So far I understand Httpsession concepts in Java.

 HttpSession ses = req.getSession(true);

will create a session object, according to the request.

setAttribute("String", object);

will, bind the ‘String’, and value with the Session object.

getAttribute("String");

will return an object associated with the string, specified.

What I am not able to understand is: I am creating a session object like
HttpSession ses = req.getSession(true);
and setting a name for it by calling setAttribute("String", object);.
Here, This code resides inside the server. For every person, when he tries to login the same code in the server will be executed. setAttribute("String", object); in this method the string value is a constant one. So, each session object created will be binded by the same string which I have provided. When I try to retrieve the string to validate his session or while logout action taken the getAttribute("String"); ll return the same constant string value(Am I right!!?? Actually I don’t know, I’m just thinking of its logic of execution). Then, how can I be able to invalidate.
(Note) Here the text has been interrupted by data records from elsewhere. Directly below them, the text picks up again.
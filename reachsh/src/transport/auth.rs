//! Authentication fallback chain and connection status taxonomy.

use std::fmt;
use std::future::Future;
use std::time::Duration;

use log::debug;
use secrecy::ExposeSecret;

use super::Connector;
use super::config::Credentials;
use crate::error::TransportError;

/// Result of a single authentication attempt.
#[derive(Debug, Clone, Copy, PartialEq, Eq)]
pub enum AuthOutcome {
    /// Server accepted the credentials.
    Accepted,

    /// Server rejected the credentials.
    Rejected,

    /// Method could not be attempted (e.g. no agent running).
    Unavailable,
}

/// Authentication method that produced a login.
#[derive(Debug, Clone, Copy, PartialEq, Eq)]
pub enum AuthKind {
    Agent,
    PrivateKey,
    Password,
}

/// Outcome of connecting to a host, as reported to operators.
///
/// Failures are values, not errors: the caller logs the status and moves on
/// to the next host.
#[derive(Debug, Clone, Copy, PartialEq, Eq)]
pub enum ConnectStatus {
    /// Authenticated, shell open and prompt detected.
    Connected,

    /// Credentials rejected.
    NoAccess,

    /// Host missing from known_hosts.
    UnknownHost,

    /// Host key differs from known_hosts.
    HostKeyChanged,

    /// Configured private key file does not exist.
    KeyFileMissing,

    /// DNS failure, refused connection or timeout.
    Unreachable,

    /// Any other SSH fault.
    ProtocolError,

    /// Logged in but no shell prompt appeared.
    PromptNotDetected,
}

impl ConnectStatus {
    /// Operator-facing description of the status.
    pub fn message(&self) -> &'static str {
        match self {
            Self::Connected => "Connected",
            Self::NoAccess => "Authentication failed. Check user/pass or key/passphrase.",
            Self::UnknownHost => {
                "Not in known_hosts. Connect manually first, or enable trusting unknown hosts."
            }
            Self::HostKeyChanged => {
                "Host key changed. Connect manually first, or enable trusting unknown hosts."
            }
            Self::KeyFileMissing => "Missing private key file.",
            Self::Unreachable => "Unable to reach server. Check IP/Hostname or the logs.",
            Self::ProtocolError => "Unknown SSH error occurred. Check the logs.",
            Self::PromptNotDetected => "Unable to detect initial prompt",
        }
    }

    /// Whether the session is usable.
    pub fn is_connected(&self) -> bool {
        matches!(self, Self::Connected)
    }
}

impl fmt::Display for ConnectStatus {
    fn fmt(&self, f: &mut fmt::Formatter<'_>) -> fmt::Result {
        f.write_str(self.message())
    }
}

impl From<&TransportError> for ConnectStatus {
    fn from(err: &TransportError) -> Self {
        match err {
            TransportError::ConnectionFailed { .. }
            | TransportError::Timeout(_)
            | TransportError::Io(_) => Self::Unreachable,
            TransportError::Ssh(russh::Error::IO(_)) => Self::Unreachable,
            TransportError::Ssh(russh::Error::UnknownKey) => Self::UnknownHost,
            TransportError::HostKeyUnknown { .. } | TransportError::KnownHosts(_) => {
                Self::UnknownHost
            }
            TransportError::HostKeyChanged { .. } => Self::HostKeyChanged,
            TransportError::Key(_) => Self::NoAccess,
            TransportError::Ssh(_) | TransportError::NotConnected => Self::ProtocolError,
        }
    }
}

/// Run the fixed fallback chain: agent, then private key, then password.
///
/// Each method is tried once, under its own `timeout`. With
/// `credentials.agent_only` the chain stops after the agent. When every
/// method fails, the status of the last method attempted is returned.
pub async fn authenticate<C: Connector>(
    connector: &mut C,
    credentials: &Credentials,
    timeout: Duration,
) -> Result<AuthKind, ConnectStatus> {
    let username = credentials.username.as_str();
    let mut status = ConnectStatus::NoAccess;

    debug!("Trying agent authentication");
    match attempt(timeout, connector.authenticate_agent(username)).await {
        Ok(AuthOutcome::Accepted) => return Ok(AuthKind::Agent),
        Ok(AuthOutcome::Rejected) => status = ConnectStatus::NoAccess,
        Ok(AuthOutcome::Unavailable) => debug!("SSH agent unavailable, skipping"),
        Err(e) => {
            debug!("Agent authentication error: {}", e);
            status = ConnectStatus::from(&e);
        }
    }

    if credentials.agent_only {
        return Err(status);
    }

    let password = credentials.password.as_ref().map(|p| p.expose_secret());

    if let Some(path) = &credentials.private_key {
        debug!("Trying private key file: {}", path.display());
        if !path.is_file() {
            debug!("{}", ConnectStatus::KeyFileMissing);
            status = ConnectStatus::KeyFileMissing;
        } else {
            match attempt(timeout, connector.authenticate_key(username, path, password)).await {
                Ok(AuthOutcome::Accepted) => return Ok(AuthKind::PrivateKey),
                Ok(_) => status = ConnectStatus::NoAccess,
                Err(e) => {
                    debug!("Private key authentication error: {}", e);
                    status = ConnectStatus::from(&e);
                }
            }
        }
    }

    if let Some(password) = password {
        debug!("Trying user('{}')/password(********)", username);
        match attempt(timeout, connector.authenticate_password(username, password)).await {
            Ok(AuthOutcome::Accepted) => return Ok(AuthKind::Password),
            Ok(_) => status = ConnectStatus::NoAccess,
            Err(e) => {
                debug!("Password authentication error: {}", e);
                status = ConnectStatus::from(&e);
            }
        }
    }

    Err(status)
}

async fn attempt<F>(timeout: Duration, fut: F) -> Result<AuthOutcome, TransportError>
where
    F: Future<Output = Result<AuthOutcome, TransportError>>,
{
    tokio::time::timeout(timeout, fut)
        .await
        .map_err(|_| TransportError::Timeout(timeout))?
}

#[cfg(test)]
pub(crate) mod tests {
    use std::path::{Path, PathBuf};

    use secrecy::SecretString;
    use tokio_test::io::Mock;

    use super::*;

    /// Connector whose authentication results are scripted per method.
    pub(crate) struct FakeConnector {
        pub calls: Vec<AuthKind>,
        pub agent: Result<AuthOutcome, fn() -> TransportError>,
        pub key: Result<AuthOutcome, fn() -> TransportError>,
        pub password: Result<AuthOutcome, fn() -> TransportError>,
        pub connect_error: Option<fn() -> TransportError>,
        pub shell: Option<Mock>,
        pub disconnects: usize,
    }

    impl FakeConnector {
        pub(crate) fn new() -> Self {
            Self {
                calls: Vec::new(),
                agent: Ok(AuthOutcome::Unavailable),
                key: Ok(AuthOutcome::Rejected),
                password: Ok(AuthOutcome::Rejected),
                connect_error: None,
                shell: None,
                disconnects: 0,
            }
        }

        fn result(r: &Result<AuthOutcome, fn() -> TransportError>) -> Result<AuthOutcome, TransportError> {
            match r {
                Ok(outcome) => Ok(*outcome),
                Err(make) => Err(make()),
            }
        }
    }

    impl Connector for FakeConnector {
        type Stream = Mock;

        fn host(&self) -> &str {
            "fake-host"
        }

        async fn connect(&mut self) -> Result<(), TransportError> {
            match self.connect_error {
                Some(make) => Err(make()),
                None => Ok(()),
            }
        }

        async fn authenticate_agent(&mut self, _username: &str) -> Result<AuthOutcome, TransportError> {
            self.calls.push(AuthKind::Agent);
            Self::result(&self.agent)
        }

        async fn authenticate_key(
            &mut self,
            _username: &str,
            _path: &Path,
            _passphrase: Option<&str>,
        ) -> Result<AuthOutcome, TransportError> {
            self.calls.push(AuthKind::PrivateKey);
            Self::result(&self.key)
        }

        async fn authenticate_password(
            &mut self,
            _username: &str,
            _password: &str,
        ) -> Result<AuthOutcome, TransportError> {
            self.calls.push(AuthKind::Password);
            Self::result(&self.password)
        }

        async fn open_shell(&mut self) -> Result<Mock, TransportError> {
            self.shell.take().ok_or(TransportError::NotConnected)
        }

        async fn disconnect(&mut self) -> Result<(), TransportError> {
            self.disconnects += 1;
            Ok(())
        }
    }

    /// A path that exists for the key-file checks.
    pub(crate) fn existing_key_path() -> PathBuf {
        PathBuf::from(env!("CARGO_MANIFEST_DIR")).join("Cargo.toml")
    }

    fn full_credentials() -> Credentials {
        Credentials {
            username: "ops".to_string(),
            password: Some(SecretString::from("secret".to_string())),
            private_key: Some(existing_key_path()),
            agent_only: false,
        }
    }

    #[tokio::test]
    async fn test_fallback_reaches_password() {
        let mut fake = FakeConnector::new();
        fake.agent = Ok(AuthOutcome::Rejected);
        fake.key = Err(|| TransportError::Key("bad passphrase".into()));
        fake.password = Ok(AuthOutcome::Accepted);

        let used = authenticate(&mut fake, &full_credentials(), Duration::from_secs(1)).await;

        assert_eq!(used, Ok(AuthKind::Password));
        assert_eq!(
            fake.calls,
            vec![AuthKind::Agent, AuthKind::PrivateKey, AuthKind::Password]
        );
    }

    #[tokio::test]
    async fn test_agent_success_stops_chain() {
        let mut fake = FakeConnector::new();
        fake.agent = Ok(AuthOutcome::Accepted);

        let used = authenticate(&mut fake, &full_credentials(), Duration::from_secs(1)).await;

        assert_eq!(used, Ok(AuthKind::Agent));
        assert_eq!(fake.calls, vec![AuthKind::Agent]);
    }

    #[tokio::test]
    async fn test_agent_only_is_terminal() {
        let mut fake = FakeConnector::new();
        fake.agent = Ok(AuthOutcome::Rejected);
        fake.password = Ok(AuthOutcome::Accepted);
        let mut creds = full_credentials();
        creds.agent_only = true;

        let used = authenticate(&mut fake, &creds, Duration::from_secs(1)).await;

        assert_eq!(used, Err(ConnectStatus::NoAccess));
        assert_eq!(fake.calls, vec![AuthKind::Agent]);
    }

    #[tokio::test]
    async fn test_missing_key_file_is_reported() {
        let mut fake = FakeConnector::new();
        let creds = Credentials {
            username: "ops".to_string(),
            password: None,
            private_key: Some(PathBuf::from("/nonexistent/reachsh/id_rsa")),
            agent_only: false,
        };

        let used = authenticate(&mut fake, &creds, Duration::from_secs(1)).await;

        assert_eq!(used, Err(ConnectStatus::KeyFileMissing));
        // The key is never offered to the server.
        assert_eq!(fake.calls, vec![AuthKind::Agent]);
    }

    #[tokio::test]
    async fn test_last_attempt_status_wins() {
        let mut fake = FakeConnector::new();
        let mut creds = full_credentials();
        creds.private_key = Some(PathBuf::from("/nonexistent/reachsh/id_rsa"));

        let used = authenticate(&mut fake, &creds, Duration::from_secs(1)).await;

        assert_eq!(used, Err(ConnectStatus::NoAccess));
        assert_eq!(fake.calls, vec![AuthKind::Agent, AuthKind::Password]);
    }

    #[test]
    fn test_status_classification() {
        let timeout = TransportError::Timeout(Duration::from_secs(1));
        assert_eq!(ConnectStatus::from(&timeout), ConnectStatus::Unreachable);

        let changed = TransportError::HostKeyChanged {
            host: "h".into(),
            port: 22,
            line: 3,
        };
        assert_eq!(ConnectStatus::from(&changed), ConnectStatus::HostKeyChanged);

        let unknown = TransportError::HostKeyUnknown {
            host: "h".into(),
            port: 22,
        };
        assert_eq!(ConnectStatus::from(&unknown), ConnectStatus::UnknownHost);

        let key = TransportError::Key("encrypted".into());
        assert_eq!(ConnectStatus::from(&key), ConnectStatus::NoAccess);

        assert_eq!(
            ConnectStatus::from(&TransportError::NotConnected),
            ConnectStatus::ProtocolError
        );
    }

    #[test]
    fn test_status_messages_are_distinct() {
        let all = [
            ConnectStatus::Connected,
            ConnectStatus::NoAccess,
            ConnectStatus::UnknownHost,
            ConnectStatus::HostKeyChanged,
            ConnectStatus::KeyFileMissing,
            ConnectStatus::Unreachable,
            ConnectStatus::ProtocolError,
            ConnectStatus::PromptNotDetected,
        ];
        for (i, a) in all.iter().enumerate() {
            for b in &all[i + 1..] {
                assert_ne!(a.message(), b.message());
            }
        }
        assert!(ConnectStatus::Connected.is_connected());
        assert!(!ConnectStatus::NoAccess.is_connected());
    }
}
I saw this type of illustration in all of the tutorials on the WEB. Is it the actual way to set that attribute? Or, real application developers will give a variable in the “String” field to set it dynamically

(ie. session.setAttribut(userName, userName); //Setting the String Dynamically.. I dono is it right or not.)

And my final question is

WebContext ctx = WebContextFactory.get();
request = ctx.getHttpServletRequest();

What do the two lines above do? What will be stored in ctx & request?
HttpSession ses = req.getSession(true); will creates new session means. What value stored in ses.